About this task:
A single number is required: how many lines in the data below contain "they".

=== Begin Enclosure ===

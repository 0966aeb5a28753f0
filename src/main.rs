use actix_web::{App, HttpServer, middleware::Logger, web};
use anyhow::Context;
use sqlx::postgres::PgPoolOptions;
use std::sync::Arc;
use std::time::Duration;
use tokio_util::sync::CancellationToken;
use tracing_subscriber::{layer::SubscriberExt, util::SubscriberInitExt};

use equater::{
  adapters::http::{RequestIdMiddleware, configure_system_routes, configure_user_routes},
  application::account_deletion::{
    DeletionWorker, ProcessAccountDeletionUseCase, RequestAccountDeletionUseCase,
  },
  domain::account_deletion::{
    AccountDeletionOrchestrator, CascadeCleaners, CascadeDependencies, DeletionQueue,
    PlaceholderResolver,
  },
  domain::banking::ports::{BankLinkGateway, PaymentGateway},
  infrastructure::{
    config::{Config, QueueBackend},
    metrics::DeletionMetrics,
    notifications::LoggingNotifier,
    persistence::postgres::{
      PostgresBankTransactionRepository, PostgresDeviceRepository,
      PostgresLinkedAccountRepository, PostgresLoginLogRepository, PostgresRelationshipRepository,
      PostgresSharedExpenseRepository, PostgresUserInviteRepository, PostgresUserRepository,
    },
    providers::{DisabledProvider, DwollaPaymentGateway, PlaidBankLinkGateway},
    queue::{InMemoryDeletionQueue, RedisDeletionQueue},
    security::ServiceTokenVerifier,
  },
};

#[actix_web::main]
async fn main() -> anyhow::Result<()> {
  // Initialize environment variables from .env file
  dotenvy::dotenv().ok();

  tracing_subscriber::registry()
    .with(
      tracing_subscriber::EnvFilter::try_from_default_env()
        .unwrap_or_else(|_| "equater=debug,actix_web=info".into()),
    )
    .with(tracing_subscriber::fmt::layer())
    .init();

  tracing::info!("Starting Equater account deletion service");

  let config = Config::load().context("Failed to load configuration")?;
  tracing::info!("Configuration loaded successfully");

  let verifier = ServiceTokenVerifier::from_hex_digest(&config.security.service_token_sha256)
    .context("security.service_token_sha256 must be a hex SHA-256 digest")?;

  tracing::info!("Connecting to database");
  let db_pool = tokio::time::timeout(
    Duration::from_secs(config.database.connect_timeout_seconds),
    PgPoolOptions::new()
      .max_connections(config.database.max_connections)
      .acquire_timeout(Duration::from_secs(config.database.acquire_timeout_seconds))
      .connect(&config.database.url),
  )
  .await
  .map_err(|_| {
    anyhow::anyhow!(
      "Database connection timed out after {} seconds. Is PostgreSQL running?",
      config.database.connect_timeout_seconds
    )
  })?
  .context("Could not connect to database")?;
  tracing::info!("Database connection pool created");

  sqlx::migrate!("./migrations")
    .run(&db_pool)
    .await
    .context("Failed to run database migrations")?;
  tracing::info!("Database migrations completed");

  let queue: Arc<dyn DeletionQueue> = match config.queue.backend {
    QueueBackend::Redis => {
      let redis_client =
        redis::Client::open(config.redis.url.clone()).context("Invalid Redis URL")?;
      let redis_conn = tokio::time::timeout(
        Duration::from_secs(config.redis.connect_timeout_seconds),
        redis_client.get_connection_manager(),
      )
      .await
      .map_err(|_| {
        anyhow::anyhow!(
          "Redis connection timed out after {} seconds. Is Redis running?",
          config.redis.connect_timeout_seconds
        )
      })?
      .context("Could not connect to Redis")?;

      let queue = RedisDeletionQueue::new(
        redis_conn,
        config.queue.key_prefix.clone(),
        config.deletion.max_delivery_attempts,
      );
      let recovered = queue
        .recover_in_flight()
        .await
        .context("Failed to recover in-flight deletions")?;
      if recovered > 0 {
        tracing::warn!("Requeued {} deletions interrupted by the last shutdown", recovered);
      }
      Arc::new(queue)
    }
    QueueBackend::Memory => {
      tracing::warn!("Using in-memory deletion queue; queued deletions are lost on restart");
      Arc::new(InMemoryDeletionQueue::new(
        config.deletion.max_delivery_attempts,
      ))
    }
  };

  let payment_gateway: Arc<dyn PaymentGateway> = match &config.payments {
    Some(payments) => Arc::new(
      DwollaPaymentGateway::new(
        payments.base_url.clone(),
        payments.access_token.clone(),
        Duration::from_secs(payments.request_timeout_seconds),
      )
      .context("Failed to build payments client")?,
    ),
    None => Arc::new(DisabledProvider::new("payments")),
  };

  let bank_link_gateway: Arc<dyn BankLinkGateway> = match &config.bank_link {
    Some(bank_link) => Arc::new(
      PlaidBankLinkGateway::new(
        bank_link.base_url.clone(),
        bank_link.client_id.clone(),
        bank_link.secret.clone(),
        Duration::from_secs(bank_link.request_timeout_seconds),
      )
      .context("Failed to build bank-link client")?,
    ),
    None => Arc::new(DisabledProvider::new("bank_link")),
  };

  let user_repo = Arc::new(PostgresUserRepository::new(db_pool.clone()));
  let account_repo = Arc::new(PostgresLinkedAccountRepository::new(db_pool.clone()));

  let placeholder = PlaceholderResolver::new(
    user_repo.clone(),
    account_repo.clone(),
    config.deletion.placeholder_email.clone(),
  )
  .resolve()
  .await
  .context("Deactivated placeholder account is not provisioned")?;
  tracing::info!("Using placeholder user {}", placeholder.user_id);

  let metrics = Arc::new(DeletionMetrics::new().context("Failed to register metrics")?);

  let deps = CascadeDependencies {
    user_repo: user_repo.clone(),
    relationship_repo: Arc::new(PostgresRelationshipRepository::new(db_pool.clone())),
    device_repo: Arc::new(PostgresDeviceRepository::new(db_pool.clone())),
    invite_repo: Arc::new(PostgresUserInviteRepository::new(db_pool.clone())),
    login_log_repo: Arc::new(PostgresLoginLogRepository::new(db_pool.clone())),
    account_repo,
    bank_transaction_repo: Arc::new(PostgresBankTransactionRepository::new(db_pool.clone())),
    expense_repo: Arc::new(PostgresSharedExpenseRepository::new(db_pool.clone())),
    payment_gateway,
    bank_link_gateway,
    notifier: Arc::new(LoggingNotifier),
    observer: metrics.clone(),
  };

  let orchestrator = Arc::new(AccountDeletionOrchestrator::new(
    CascadeCleaners::assemble(
      &deps,
      &placeholder,
      config.deletion.external_failure_policy,
    ),
    placeholder.clone(),
    metrics.clone(),
  ));

  let request_use_case = Arc::new(RequestAccountDeletionUseCase::new(
    user_repo.clone(),
    queue.clone(),
    placeholder,
  ));
  let process_use_case = Arc::new(ProcessAccountDeletionUseCase::new(
    user_repo,
    orchestrator,
  ));

  let shutdown = CancellationToken::new();
  let worker = DeletionWorker::new(
    queue,
    process_use_case,
    Duration::from_secs(config.queue.reserve_timeout_seconds),
  );
  let worker_handle = {
    let shutdown = shutdown.clone();
    tokio::spawn(async move { worker.run(shutdown).await })
  };

  let server_host = config.server.host.clone();
  let server_port = config.server.port;
  tracing::info!("Starting HTTP server on {}:{}", server_host, server_port);

  let server_result = HttpServer::new(move || {
    App::new()
      .wrap(RequestIdMiddleware::new())
      .wrap(Logger::default())
      .app_data(web::Data::new(request_use_case.clone()))
      .app_data(web::Data::new(metrics.clone()))
      .configure(configure_system_routes)
      .service(
        web::scope("/api/v1/users").configure(|cfg| configure_user_routes(cfg, verifier.clone())),
      )
  })
  .bind((server_host, server_port))
  .context("Failed to bind HTTP server")?
  .run()
  .await;

  tracing::info!("HTTP server stopped, waiting for the deletion worker");
  shutdown.cancel();
  if let Err(e) = worker_handle.await {
    tracing::error!("Deletion worker panicked: {}", e);
  }

  server_result.context("HTTP server failed")?;
  Ok(())
}
use async_trait::async_trait;
use std::sync::Arc;

use super::entities::User;
use super::ports::{
  DeviceRepository, LoginLogRepository, RelationshipRepository, UserInviteRepository,
  UserRepository,
};
use super::value_objects::Email;
use crate::domain::account_deletion::entities::DeactivatedPlaceholder;
use crate::domain::account_deletion::errors::CleanupError;
use crate::domain::account_deletion::ports::{DeletionNotifier, ResourceCleaner};

/// Deletes every contact-graph edge touching the user. Edges are never
/// redirected to the placeholder.
pub struct RelationshipPruner {
  relationship_repo: Arc<dyn RelationshipRepository>,
}

impl RelationshipPruner {
  pub fn new(relationship_repo: Arc<dyn RelationshipRepository>) -> Self {
    Self { relationship_repo }
  }
}

#[async_trait]
impl ResourceCleaner for RelationshipPruner {
  async fn delete_managed_resources_for_user(&self, user: &User) -> Result<(), CleanupError> {
    let removed = self.relationship_repo.delete_involving(user.id).await?;
    tracing::debug!("Removed {} relationships of user {}", removed, user.id);
    Ok(())
  }
}

/// Deletes the user's push-notification devices and their notifications
pub struct DeviceRegistryCleaner {
  device_repo: Arc<dyn DeviceRepository>,
}

impl DeviceRegistryCleaner {
  pub fn new(device_repo: Arc<dyn DeviceRepository>) -> Self {
    Self { device_repo }
  }
}

#[async_trait]
impl ResourceCleaner for DeviceRegistryCleaner {
  async fn delete_managed_resources_for_user(&self, user: &User) -> Result<(), CleanupError> {
    let device_ids = self.device_repo.find_ids_for_user(user.id).await?;

    // Notifications reference devices, so they go first
    let notifications = if device_ids.is_empty() {
      0
    } else {
      self
        .device_repo
        .delete_notifications_for_devices(&device_ids)
        .await?
    };
    let devices = self.device_repo.delete_for_user(user.id).await?;

    tracing::debug!(
      "Removed {} devices and {} push notifications of user {}",
      devices,
      notifications,
      user.id
    );
    Ok(())
  }
}

/// Deletes invitations sent by the user, and those still waiting on the
/// user's address
pub struct InviteLedgerCleaner {
  invite_repo: Arc<dyn UserInviteRepository>,
}

impl InviteLedgerCleaner {
  pub fn new(invite_repo: Arc<dyn UserInviteRepository>) -> Self {
    Self { invite_repo }
  }
}

#[async_trait]
impl ResourceCleaner for InviteLedgerCleaner {
  async fn delete_managed_resources_for_user(&self, user: &User) -> Result<(), CleanupError> {
    let email = match Email::new(user.email.as_str()) {
      Ok(email) => Some(email),
      Err(e) => {
        tracing::warn!(
          "User {} has an unusable email, only invites they sent are removed: {}",
          user.id,
          e
        );
        None
      }
    };

    let removed = self
      .invite_repo
      .delete_for_user(user.id, email.as_ref())
      .await?;
    tracing::debug!("Removed {} invites of user {}", removed, user.id);
    Ok(())
  }
}

/// Deletes the user's authentication audit trail
pub struct LoginAuditCleaner {
  login_log_repo: Arc<dyn LoginLogRepository>,
}

impl LoginAuditCleaner {
  pub fn new(login_log_repo: Arc<dyn LoginLogRepository>) -> Self {
    Self { login_log_repo }
  }
}

#[async_trait]
impl ResourceCleaner for LoginAuditCleaner {
  async fn delete_managed_resources_for_user(&self, user: &User) -> Result<(), CleanupError> {
    let removed = self.login_log_repo.delete_for_user(user.id).await?;
    tracing::debug!("Removed {} login log entries of user {}", removed, user.id);
    Ok(())
  }
}

/// Deletes the user row itself. Runs last; a missing row counts as done.
pub struct UserRecordEraser {
  user_repo: Arc<dyn UserRepository>,
  notifier: Arc<dyn DeletionNotifier>,
  placeholder: DeactivatedPlaceholder,
}

impl UserRecordEraser {
  pub fn new(
    user_repo: Arc<dyn UserRepository>,
    notifier: Arc<dyn DeletionNotifier>,
    placeholder: DeactivatedPlaceholder,
  ) -> Self {
    Self {
      user_repo,
      notifier,
      placeholder,
    }
  }
}

#[async_trait]
impl ResourceCleaner for UserRecordEraser {
  async fn delete_managed_resources_for_user(&self, user: &User) -> Result<(), CleanupError> {
    if self.placeholder.is_placeholder(user) {
      return Err(CleanupError::PlaceholderDeletionRefused);
    }

    if !self.user_repo.delete_non_placeholder(user.id).await? {
      tracing::info!("User {} was already deleted", user.id);
      return Ok(());
    }

    tracing::info!("Deleted user record {}", user.id);

    if let Err(e) = self.notifier.account_deleted(user).await {
      tracing::error!(
        "Failed to send account deletion confirmation to user {}: {}",
        user.id,
        e
      );
    }

    Ok(())
  }
}

#[cfg(test)]
mod tests {
  use super::*;
  use crate::domain::user::entities::{Device, PushNotification, Relationship, UserInvite};
  use crate::domain::user::value_objects::UserId;
  use crate::infrastructure::persistence::memory::InMemoryStore;
  use crate::test_support::{RecordingNotifier, user};

  #[tokio::test]
  async fn test_relationship_pruner_removes_both_directions() {
    let store = Arc::new(InMemoryStore::with_placeholder());
    let u = store.insert_user(user(42, "uma@example.com"));
    let v = store.insert_user(user(7, "vic@example.com"));
    let w = store.insert_user(user(8, "wes@example.com"));
    store.insert_relationship(Relationship {
      id: 0,
      originating_user_id: u.id,
      consenting_user_id: v.id,
      is_confirmed: true,
    });
    store.insert_relationship(Relationship {
      id: 0,
      originating_user_id: w.id,
      consenting_user_id: u.id,
      is_confirmed: false,
    });
    store.insert_relationship(Relationship {
      id: 0,
      originating_user_id: v.id,
      consenting_user_id: w.id,
      is_confirmed: true,
    });

    let pruner = RelationshipPruner::new(store.clone());
    pruner.delete_managed_resources_for_user(&u).await.unwrap();

    let state = store.snapshot();
    assert_eq!(state.relationships.len(), 1);
    assert!(state.relationships.iter().all(|r| !r.involves(u.id)));
  }

  #[tokio::test]
  async fn test_device_cleaner_removes_notifications_first() {
    let store = Arc::new(InMemoryStore::with_placeholder());
    let u = store.insert_user(user(42, "uma@example.com"));
    let v = store.insert_user(user(7, "vic@example.com"));
    let device = store.insert_device(Device {
      id: 0,
      user_id: u.id,
      fcm_token: "token-u".to_string(),
      device_model: Some("Pixel".to_string()),
    });
    let other = store.insert_device(Device {
      id: 0,
      user_id: v.id,
      fcm_token: "token-v".to_string(),
      device_model: None,
    });
    store.insert_push_notification(PushNotification {
      id: 0,
      device_id: device.id,
      title: "Hi".to_string(),
      body: "There".to_string(),
    });
    store.insert_push_notification(PushNotification {
      id: 0,
      device_id: other.id,
      title: "Hi".to_string(),
      body: "Vic".to_string(),
    });

    let cleaner = DeviceRegistryCleaner::new(store.clone());
    cleaner.delete_managed_resources_for_user(&u).await.unwrap();

    let state = store.snapshot();
    assert_eq!(state.devices, vec![other.clone()]);
    assert_eq!(state.push_notifications.len(), 1);
    assert_eq!(state.push_notifications[0].device_id, other.id);
  }

  #[tokio::test]
  async fn test_invite_cleaner_matches_sender_and_pending_address() {
    let store = Arc::new(InMemoryStore::with_placeholder());
    let u = store.insert_user(user(42, "Uma@Example.com"));
    let v = store.insert_user(user(7, "vic@example.com"));
    store.insert_invite(UserInvite {
      id: 0,
      email: "friend@example.com".to_string(),
      initiating_user_id: u.id,
      shared_expense_id: None,
      is_converted: false,
    });
    store.insert_invite(UserInvite {
      id: 0,
      email: "uma@example.com".to_string(),
      initiating_user_id: v.id,
      shared_expense_id: None,
      is_converted: false,
    });
    let kept = store.insert_invite(UserInvite {
      id: 0,
      email: "uma@example.com".to_string(),
      initiating_user_id: v.id,
      shared_expense_id: None,
      is_converted: true,
    });

    let cleaner = InviteLedgerCleaner::new(store.clone());
    cleaner.delete_managed_resources_for_user(&u).await.unwrap();

    assert_eq!(store.snapshot().invites, vec![kept]);
  }

  #[tokio::test]
  async fn test_user_record_eraser_tolerates_missing_row() {
    let store = Arc::new(InMemoryStore::with_placeholder());
    let placeholder = store.placeholder();
    let notifier = Arc::new(RecordingNotifier::default());
    let u = store.insert_user(user(42, "uma@example.com"));

    let eraser = UserRecordEraser::new(store.clone(), notifier.clone(), placeholder);
    eraser.delete_managed_resources_for_user(&u).await.unwrap();
    eraser.delete_managed_resources_for_user(&u).await.unwrap();

    assert!(!store.snapshot().users.contains_key(&42));
    // Only the run that actually removed the row sends the confirmation
    assert_eq!(notifier.deleted_accounts(), vec![UserId::from_db(42)]);
  }

  #[tokio::test]
  async fn test_user_record_eraser_refuses_placeholder() {
    let store = Arc::new(InMemoryStore::with_placeholder());
    let placeholder = store.placeholder();
    let placeholder_user = store.snapshot().users[&placeholder.user_id.into_inner()].clone();

    let eraser = UserRecordEraser::new(
      store.clone(),
      Arc::new(RecordingNotifier::default()),
      placeholder,
    );
    let result = eraser
      .delete_managed_resources_for_user(&placeholder_user)
      .await;

    assert!(matches!(result, Err(CleanupError::PlaceholderDeletionRefused)));
    assert!(store.snapshot().users.contains_key(&placeholder_user.id.into_inner()));
  }
}
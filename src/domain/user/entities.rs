use chrono::{DateTime, Utc};
use serde::{Deserialize, Serialize};

use super::value_objects::UserId;

/// User entity, as loaded when a deletion is requested
#[derive(Debug, Clone, PartialEq, Serialize, Deserialize)]
pub struct User {
  /// Unique identifier for the user
  pub id: UserId,
  /// User's email address (unique)
  pub email: String,
  pub first_name: String,
  pub last_name: String,
  /// Customer resource at the payments provider, if one was provisioned
  pub payment_customer_url: Option<String>,
  /// True only for the reserved account that absorbs deleted users' history
  pub is_deactivated_placeholder: bool,
  pub created_at: DateTime<Utc>,
  pub updated_at: DateTime<Utc>,
}

impl User {
  /// Creates a user from database fields (for reconstruction)
  #[allow(clippy::too_many_arguments)]
  pub fn from_db(
    id: UserId,
    email: String,
    first_name: String,
    last_name: String,
    payment_customer_url: Option<String>,
    is_deactivated_placeholder: bool,
    created_at: DateTime<Utc>,
    updated_at: DateTime<Utc>,
  ) -> Self {
    Self {
      id,
      email,
      first_name,
      last_name,
      payment_customer_url,
      is_deactivated_placeholder,
      created_at,
      updated_at,
    }
  }

  /// Name shown to other participants
  pub fn display_name(&self) -> String {
    format!("{} {}", self.first_name, self.last_name)
      .trim()
      .to_string()
  }
}

/// Contact-graph edge between two users
#[derive(Debug, Clone, PartialEq, Eq)]
pub struct Relationship {
  pub id: i64,
  pub originating_user_id: UserId,
  pub consenting_user_id: UserId,
  pub is_confirmed: bool,
}

impl Relationship {
  /// Returns true when the given user is either endpoint
  pub fn involves(&self, user_id: UserId) -> bool {
    self.originating_user_id == user_id || self.consenting_user_id == user_id
  }
}

/// Push-notification registration
#[derive(Debug, Clone, PartialEq, Eq)]
pub struct Device {
  pub id: i64,
  pub user_id: UserId,
  pub fcm_token: String,
  pub device_model: Option<String>,
}

/// Notification previously delivered to a device
#[derive(Debug, Clone, PartialEq, Eq)]
pub struct PushNotification {
  pub id: i64,
  pub device_id: i64,
  pub title: String,
  pub body: String,
}

/// Invitation to join a shared expense, addressed by e-mail
#[derive(Debug, Clone, PartialEq, Eq)]
pub struct UserInvite {
  pub id: i64,
  /// Lowercased invitee address
  pub email: String,
  pub initiating_user_id: UserId,
  pub shared_expense_id: Option<i64>,
  pub is_converted: bool,
}

/// Authentication audit log row
#[derive(Debug, Clone, PartialEq, Eq)]
pub struct LoginLogEntry {
  pub id: i64,
  pub user_id: UserId,
  pub ip_address: Option<String>,
  pub user_agent: Option<String>,
  pub created_at: DateTime<Utc>,
}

=== End Enclosure ===

Solution for this problem:
2